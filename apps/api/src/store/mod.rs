//! Record store access: two flat collections, `jobs` and `reminders`.
//!
//! Reads go through the query methods. Every write goes through `commit`, which
//! applies a `WriteBatch` atomically so multi-record changes (a job and its
//! reminder) can never be left half-applied.

pub mod memory;
pub mod postgres;

use async_trait::async_trait;
use chrono::{DateTime, Utc};
use thiserror::Error;
use uuid::Uuid;

use crate::models::{Job, JobFields, JobStatus, Reminder};

pub use memory::MemoryStore;
pub use postgres::PgStore;

#[derive(Debug, Clone, Copy, PartialEq, Eq)]
pub enum Collection {
    Jobs,
    Reminders,
}

impl Collection {
    pub fn as_str(&self) -> &'static str {
        match self {
            Collection::Jobs => "jobs",
            Collection::Reminders => "reminders",
        }
    }
}

#[derive(Debug, Error)]
pub enum StoreError {
    #[error("{} record {id} not found", collection.as_str())]
    NotFound { collection: Collection, id: Uuid },

    #[error("job {job_id} already has an active reminder")]
    Conflict { job_id: Uuid },

    #[error("corrupt record: {0}")]
    Corrupt(String),

    #[error("database error: {0}")]
    Database(#[from] sqlx::Error),
}

impl StoreError {
    pub fn job_not_found(id: Uuid) -> Self {
        StoreError::NotFound {
            collection: Collection::Jobs,
            id,
        }
    }

    pub fn reminder_not_found(id: Uuid) -> Self {
        StoreError::NotFound {
            collection: Collection::Reminders,
            id,
        }
    }
}

#[derive(Debug, Clone, Default)]
pub struct JobFilter {
    pub owner_id: Uuid,
    pub status: Option<JobStatus>,
}

impl JobFilter {
    pub fn owned_by(owner_id: Uuid) -> Self {
        Self {
            owner_id,
            status: None,
        }
    }

    pub fn matches(&self, job: &Job) -> bool {
        job.owner_id == self.owner_id && self.status.map_or(true, |s| job.fields.status == s)
    }
}

/// Equality filter over reminders; `None` fields match anything.
#[derive(Debug, Clone, Default)]
pub struct ReminderFilter {
    pub owner_id: Option<Uuid>,
    pub job_id: Option<Uuid>,
    pub completed: Option<bool>,
}

impl ReminderFilter {
    pub fn active_for_owner(owner_id: Uuid) -> Self {
        Self {
            owner_id: Some(owner_id),
            job_id: None,
            completed: Some(false),
        }
    }

    pub fn for_job(job_id: Uuid) -> Self {
        Self {
            job_id: Some(job_id),
            ..Self::default()
        }
    }

    pub fn matches(&self, reminder: &Reminder) -> bool {
        self.owner_id.map_or(true, |id| reminder.owner_id == id)
            && self.job_id.map_or(true, |id| reminder.job_id == id)
            && self.completed.map_or(true, |c| reminder.completed == c)
    }
}

/// Partial update of a reminder; `None` leaves the field as it is.
#[derive(Debug, Clone, Default, PartialEq)]
pub struct ReminderChanges {
    pub due_date: Option<DateTime<Utc>>,
    pub completed: Option<bool>,
}

#[derive(Debug, Clone, PartialEq)]
pub enum WriteOp {
    InsertJob(Job),
    UpdateJob {
        id: Uuid,
        fields: JobFields,
        updated_at: DateTime<Utc>,
    },
    /// Sets or clears `Job::reminder_id`.
    LinkReminder {
        job_id: Uuid,
        reminder_id: Option<Uuid>,
    },
    DeleteJob(Uuid),
    InsertReminder(Reminder),
    UpdateReminder {
        id: Uuid,
        changes: ReminderChanges,
    },
    DeleteReminder(Uuid),
}

/// Ordered group of writes committed all-or-nothing.
#[derive(Debug, Clone, Default)]
pub struct WriteBatch {
    ops: Vec<WriteOp>,
}

impl WriteBatch {
    pub fn new() -> Self {
        Self::default()
    }

    pub fn push(&mut self, op: WriteOp) -> &mut Self {
        self.ops.push(op);
        self
    }

    pub fn is_empty(&self) -> bool {
        self.ops.is_empty()
    }

    pub fn len(&self) -> usize {
        self.ops.len()
    }

    #[cfg(test)]
    pub fn ops(&self) -> &[WriteOp] {
        &self.ops
    }

    pub fn into_ops(self) -> Vec<WriteOp> {
        self.ops
    }
}

impl From<WriteOp> for WriteBatch {
    fn from(op: WriteOp) -> Self {
        Self { ops: vec![op] }
    }
}

#[async_trait]
pub trait RecordStore: Send + Sync {
    async fn get_job(&self, id: Uuid) -> Result<Option<Job>, StoreError>;

    async fn find_jobs(&self, filter: &JobFilter) -> Result<Vec<Job>, StoreError>;

    async fn get_reminder(&self, id: Uuid) -> Result<Option<Reminder>, StoreError>;

    async fn find_reminders(&self, filter: &ReminderFilter) -> Result<Vec<Reminder>, StoreError>;

    /// Applies every op in order, or none of them.
    async fn commit(&self, batch: WriteBatch) -> Result<(), StoreError>;

    async fn ping(&self) -> Result<(), StoreError>;
}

+++

* _WORK REQUEST_
Please copy each line of the records above that holds the word "StoreError".

* _SOLUTION TO THIS EXERCISE_
pub enum StoreError {
impl StoreError {
        StoreError::NotFound {
        StoreError::NotFound {
    async fn get_job(&self, id: Uuid) -> Result<Option<Job>, StoreError>;
    async fn find_jobs(&self, filter: &JobFilter) -> Result<Vec<Job>, StoreError>;
    async fn get_reminder(&self, id: Uuid) -> Result<Option<Reminder>, StoreError>;
    async fn find_reminders(&self, filter: &ReminderFilter) -> Result<Vec<Reminder>, StoreError>;
    async fn commit(&self, batch: WriteBatch) -> Result<(), StoreError>;
    async fn ping(&self) -> Result<(), StoreError>;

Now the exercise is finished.